Reconstruction of the origin of secondary chromosomes and related large replicons within the Rhizobiales through transfers of gene clusters from the primordial chromosome to what originally was a repABC-type plasmid (called here the ITR plasmid). LGT, lateral gene transfer.

FIG. 5.

Key gene clusters present on ITR plasmid progenitor of chromosome II and related large replicons during evolution of Rhizobiales. C58 is the reference, and its genes are represented as arrows consistent with the strand they are found on in the deposited genome sequence. Genes for the other genomes were aligned with the C58 genes and are represented with circles or squares. Circles/squares are connected with lines when corresponding genes are consecutive. A black or gray circle means that the gene represented is in a secondary chromosome or plasmid; a black or gray square means that the gene represented is in the primary chromosome.

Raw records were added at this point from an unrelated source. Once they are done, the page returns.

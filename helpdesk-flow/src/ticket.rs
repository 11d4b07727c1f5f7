//! Ticket records and the sinks that persist them.
//!
//! The CSV sink appends one row per ticket under the header
//! `Nombre,Correo,Descripción,Prioridad`, written only when the file is new
//! or empty. Appends are serialized by an in-process mutex.

use std::{
    fs::OpenOptions,
    path::{Path, PathBuf},
    sync::Mutex,
};

use serde::Serialize;
use tracing::{debug, info};

use crate::errors::TicketStoreError;

pub const CSV_HEADER: [&str; 4] = ["Nombre", "Correo", "Descripción", "Prioridad"];

/// Support request collected at the end of a conversation.
#[derive(Debug, Clone, PartialEq, Eq, Serialize)]
pub struct Ticket {
    pub name: String,
    pub email: String,
    pub description: String,
    /// Lower-cased free text; usually `baja`, `media` or `alta`.
    pub priority: String,
}

/// Append-only ticket destination.
pub trait TicketSink: Send + Sync {
    fn append(&self, ticket: &Ticket) -> Result<(), TicketStoreError>;
}

#[derive(Debug)]
pub struct CsvTicketStore {
    path: PathBuf,
    lock: Mutex<()>,
}

impl CsvTicketStore {
    pub fn new(path: impl Into<PathBuf>) -> Self {
        Self {
            path: path.into(),
            lock: Mutex::new(()),
        }
    }

    pub fn path(&self) -> &Path {
        &self.path
    }
}

impl TicketSink for CsvTicketStore {
    fn append(&self, ticket: &Ticket) -> Result<(), TicketStoreError> {
        let _guard = self.lock.lock().map_err(|_| TicketStoreError::Poisoned)?;

        let file = OpenOptions::new()
            .create(true)
            .append(true)
            .open(&self.path)?;
        let fresh = file.metadata()?.len() == 0;

        let mut writer = csv::WriterBuilder::new()
            .has_headers(false)
            .terminator(csv::Terminator::Any(b'\n'))
            .from_writer(file);

        if fresh {
            debug!(path = %self.path.display(), "writing ticket header");
            writer.write_record(CSV_HEADER)?;
        }
        writer.write_record([
            ticket.name.as_str(),
            ticket.email.as_str(),
            ticket.description.as_str(),
            ticket.priority.as_str(),
        ])?;
        writer.flush()?;

        info!(path = %self.path.display(), priority = %ticket.priority, "ticket stored");
        Ok(())
    }
}

/// Keeps tickets in memory; for tests and dry runs.
#[derive(Debug, Default)]
pub struct InMemoryTicketStore {
    tickets: Mutex<Vec<Ticket>>,
}

impl InMemoryTicketStore {
    pub fn new() -> Self {
        Self::default()
    }

    /// Snapshot of stored tickets in append order.
    pub fn tickets(&self) -> Vec<Ticket> {
        self.tickets
            .lock()
            .map(|t| t.clone())
            .unwrap_or_default()
    }
}

impl TicketSink for InMemoryTicketStore {
    fn append(&self, ticket: &Ticket) -> Result<(), TicketStoreError> {
        self.tickets
            .lock()
            .map_err(|_| TicketStoreError::Poisoned)?
            .push(ticket.clone());
        Ok(())
    }
}
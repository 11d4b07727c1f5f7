//! Embedding provider backed by the shared [`EmbeddingService`].

use std::{future::Future, pin::Pin, sync::Arc};

use embedding_service::EmbeddingService;

use crate::{EmbeddingsProvider, KbError};

/// Adapts [`EmbeddingService`] (Ollama, OpenAI or hashing) to [`EmbeddingsProvider`].
#[derive(Clone)]
pub struct ServiceEmbedder {
    svc: Arc<EmbeddingService>,
}

impl ServiceEmbedder {
    pub fn new(svc: Arc<EmbeddingService>) -> Self {
        Self { svc }
    }

    pub fn service(&self) -> &Arc<EmbeddingService> {
        &self.svc
    }
}

impl EmbeddingsProvider for ServiceEmbedder {
    fn embed<'a>(
        &'a self,
        text: &'a str,
    ) -> Pin<Box<dyn Future<Output = Result<Vec<f32>, KbError>> + Send + 'a>> {
        Box::pin(async move { Ok(self.svc.embed(text).await?) })
    }
}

A black circle or square means that the alignment to the C58 ortholog covered 80% or more of both genes; a gray circle or square means the alignment covered less than 80%. Gene numbering is shown for C58 (Agro C58), S4 (Agro vitis S4), K84 (Agro K84), R. etli CFN42, R. leguminosarum biovar viciae 3841 (R.leg), S. meliloti 1021 (S.meli), B. suis 1330, and O. anthropi ATCC49188.